Why It Ranks #76
Truly passive once operational, recession-resistant demand (people need storage in good and bad economies), and simpler operations than any other real estate investment. The capital requirement is the main barrier.
The Full Breakdown
Storage unit investing is buying or building self-storage facilities and renting them out for monthly income. The economics are attractive: a 10x10 unit rents for $80-200/month depending on market, operating costs are minimal (no plumbing, no kitchens, no tenants living there), and occupancy rates nationally average 90%+. It is arguably the simplest real estate investment from an operational standpoint.
The entry points range from affordable to expensive. At the low end, you can invest in storage unit REITs (Public Storage, Extra Space Storage) for as little as $100. At the mid-level, you can convert an existing structure (barn, warehouse, garage) into storage units for $10,000-50,000. At the high end, purchasing an existing facility costs $200,000-2,000,000+. The side hustle sweet spot is converting underutilized property or partnering with landowners to build small facilities.

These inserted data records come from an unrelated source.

//! Exchange rate between two currencies.

use coinage_shared::MinorUnit;
use rust_decimal::Decimal;
use serde::Serialize;

use super::info::{Currency, CurrencyInfo};
use super::registry::CurrencyRegistry;
use crate::error::{MoneyError, MoneyResult};
use crate::format::Culture;
use crate::money::Money;

/// Decimal places kept on a rate.
pub const RATE_SCALE: u32 = 6;

/// Exchange rate between a base and a quote currency.
///
/// `1 base = value quote`. The value is rounded to six decimal places and
/// is always positive, except for the [`unset`](Self::unset) sentinel.
///
/// ```
/// use coinage_core::currency::{CurrencyRegistry, ExchangeRate};
/// use coinage_core::money::Money;
/// use rust_decimal_macros::dec;
///
/// let registry = CurrencyRegistry::new();
/// let fx = ExchangeRate::from_codes("EUR", "USD", dec!(1.2591), &registry).unwrap();
/// let dollars = fx.convert(&Money::euro(dec!(100.99))).unwrap();
/// assert_eq!(dollars, Money::us_dollar(dec!(127.16)));
/// ```
#[derive(Debug, Clone, Copy, PartialEq, Eq, Serialize)]
pub struct ExchangeRate {
    base: Currency,
    quote: Currency,
    value: Decimal,
    #[serde(skip)]
    base_unit: MinorUnit,
    #[serde(skip)]
    quote_unit: MinorUnit,
}

impl ExchangeRate {
    /// Creates a rate for `1 base = rate quote`.
    ///
    /// # Errors
    ///
    /// Returns `SameCurrency` when base and quote are equal, and
    /// `OutOfRange` when the rate is not positive after rounding to six
    /// decimals.
    pub fn new(base: &CurrencyInfo, quote: &CurrencyInfo, rate: Decimal) -> MoneyResult<Self> {
        if base.currency() == quote.currency() {
            return Err(MoneyError::SameCurrency(base.code.to_string()));
        }
        Self::with_value(
            base.currency(),
            base.minor_unit,
            quote.currency(),
            quote.minor_unit,
            rate,
        )
    }

    /// Creates a rate by looking both codes up in `registry`.
    ///
    /// # Errors
    ///
    /// Returns the lookup error for an unknown code, otherwise as
    /// [`new`](Self::new).
    pub fn from_codes(
        base: &str,
        quote: &str,
        rate: Decimal,
        registry: &CurrencyRegistry,
    ) -> MoneyResult<Self> {
        Self::new(&*registry.get(base)?, &*registry.get(quote)?, rate)
    }

    /// The "no rate" sentinel: `XXX/XXX 0`.
    #[must_use]
    pub const fn unset() -> Self {
        Self {
            base: Currency::NO_CURRENCY,
            quote: Currency::NO_CURRENCY,
            value: Decimal::ZERO,
            base_unit: MinorUnit::NotApplicable,
            quote_unit: MinorUnit::NotApplicable,
        }
    }

    fn with_value(
        base: Currency,
        base_unit: MinorUnit,
        quote: Currency,
        quote_unit: MinorUnit,
        rate: Decimal,
    ) -> MoneyResult<Self> {
        if rate <= Decimal::ZERO {
            return Err(MoneyError::OutOfRange(format!(
                "exchange rate must be greater than zero, got {rate}"
            )));
        }
        let value = rate.round_dp(RATE_SCALE);
        if value.is_zero() {
            return Err(MoneyError::OutOfRange(format!(
                "exchange rate {rate} rounds to zero at {RATE_SCALE} decimals"
            )));
        }
        Ok(Self {
            base,
            quote,
            value,
            base_unit,
            quote_unit,
        })
    }

    /// Base currency.
    #[must_use]
    pub const fn base(&self) -> Currency {
        self.base
    }

    /// Quote currency.
    #[must_use]
    pub const fn quote(&self) -> Currency {
        self.quote
    }

    /// Units of quote currency per unit of base currency.
    #[must_use]
    pub const fn value(&self) -> Decimal {
        self.value
    }

    /// True for the [`unset`](Self::unset) sentinel.
    #[must_use]
    pub fn is_unset(&self) -> bool {
        self.value.is_zero()
    }

    /// Converts base to quote (multiplying) or quote to base (dividing).
    /// The result is rounded to the target currency.
    ///
    /// # Errors
    ///
    /// Returns `InvalidArgument` when `money` is in neither currency or the
    /// rate is unset, and `Overflow` when the product does not fit.
    pub fn convert(&self, money: &Money) -> MoneyResult<Money> {
        if self.is_unset() {
            return Err(MoneyError::InvalidArgument(
                "cannot convert with an unset exchange rate".to_string(),
            ));
        }
        let overflow = MoneyError::Overflow {
            operation: "conversion",
        };
        let currency = money.currency();
        if currency == self.base {
            let amount = money.amount().checked_mul(self.value).ok_or(overflow)?;
            Ok(Money::with_unit(amount, self.quote, self.quote_unit))
        } else if currency == self.quote {
            let amount = money.amount().checked_div(self.value).ok_or(overflow)?;
            Ok(Money::with_unit(amount, self.base, self.base_unit))
        } else {
            Err(MoneyError::InvalidArgument(format!(
                "money must be in {} or {}, got {currency}",
                self.base, self.quote
            )))
        }
    }

    /// The quote/base rate, `1 / value` rounded to six decimals.
    ///
    /// # Errors
    ///
    /// Returns `OutOfRange` when the inverse rounds to zero or the rate is
    /// unset.
    pub fn inverse(&self) -> MoneyResult<Self> {
        let inverted = Decimal::ONE.checked_div(self.value).ok_or_else(|| {
            MoneyError::OutOfRange("an unset exchange rate has no inverse".to_string())
        })?;
        Self::with_value(
            self.quote,
            self.quote_unit,
            self.base,
            self.base_unit,
            inverted,
        )
    }

    /// Parses `"EUR/USD 1.2591"` or `"EURUSD 1,2591"`, reading the rate in
    /// `culture`.
    ///
    /// # Errors
    ///
    /// Returns `Format` for malformed text, unknown codes, identical codes,
    /// or a rate that is not positive.
    pub fn parse(text: &str, culture: &Culture, registry: &CurrencyRegistry) -> MoneyResult<Self> {
        let malformed = || MoneyError::Format(format!("'{text}' is not a valid exchange rate"));
        let (pair, rate_text) = text.trim().split_once(char::is_whitespace).ok_or_else(malformed)?;
        let (base_code, quote_code) = match pair.split_once('/') {
            Some(codes) => codes,
            None if pair.len() == 6 && pair.is_ascii() => pair.split_at(3),
            None => return Err(malformed()),
        };

        let lookup = |code: &str| {
            registry.get(code).map_err(|_| {
                MoneyError::Format(format!("'{code}' in '{text}' is not a known currency"))
            })
        };
        let base = lookup(base_code)?;
        let quote = lookup(quote_code)?;
        let rate = culture.parse_decimal(rate_text).ok_or_else(malformed)?;

        Self::new(&base, &quote, rate).map_err(|err| MoneyError::Format(err.to_string()))
    }

    /// Like [`parse`](Self::parse), but returns `None` on failure.
    #[must_use]
    pub fn try_parse(text: &str, culture: &Culture, registry: &CurrencyRegistry) -> Option<Self> {
        Self::parse(text, culture, registry).ok()
    }

    /// Like [`parse`](Self::parse), but returns [`unset`](Self::unset) on
    /// failure.
    #[must_use]
    pub fn parse_or_unset(text: &str, culture: &Culture, registry: &CurrencyRegistry) -> Self {
        Self::try_parse(text, culture, registry).unwrap_or_else(Self::unset)
    }

    /// Formats as `"EUR/USD 1,2591"` with the culture's decimal separator.
    #[must_use]
    pub fn to_string_in(&self, culture: &Culture) -> String {
        format!(
            "{}/{} {}",
            self.base,
            self.quote,
            culture.format_plain(self.value)
        )
    }
}

impl std::fmt::Display for ExchangeRate {
    fn fmt(&self, f: &mut std::fmt::Formatter<'_>) -> std::fmt::Result {
        write!(f, "{}/{} {}", self.base, self.quote, self.value)
    }
}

The passive income reputation is mostly earned. Once a storage facility is full, the monthly management is minimal: collect rent (automated), handle the occasional move-in/move-out, and maintain the property. Some operators manage 50-100+ units spending less than 5 hours per week. The downside is that the startup capital is significant and the returns are steady but not explosive — expect 8-15% cash-on-cash returns.
Requirements
- Capital for property acquisition or conversion
- Understanding of local zoning and permitting for storage
- Property management system for automated billing
- Security infrastructure (cameras, locks, lighting, fencing)
- Insurance for property and liability
Tools Needed
Key Stats
Storage Unit Investing
Avg Unit Rent (10x10)
$80 - $200/month
National Occupancy Rate
90%+
Operating Margin
60 - 70%
Storage Industry (US)
$50B+
Fun Facts
- 1There are more self-storage facilities in the US (50,000+) than McDonald's, Starbucks, and Subway locations combined.
- 2Storage is one of the few real estate sectors that performs well in both recessions (people downsize and need storage) and booms (people accumulate stuff).
- 3The average storage customer rents for 14 months — much longer than most people intend when they first move in.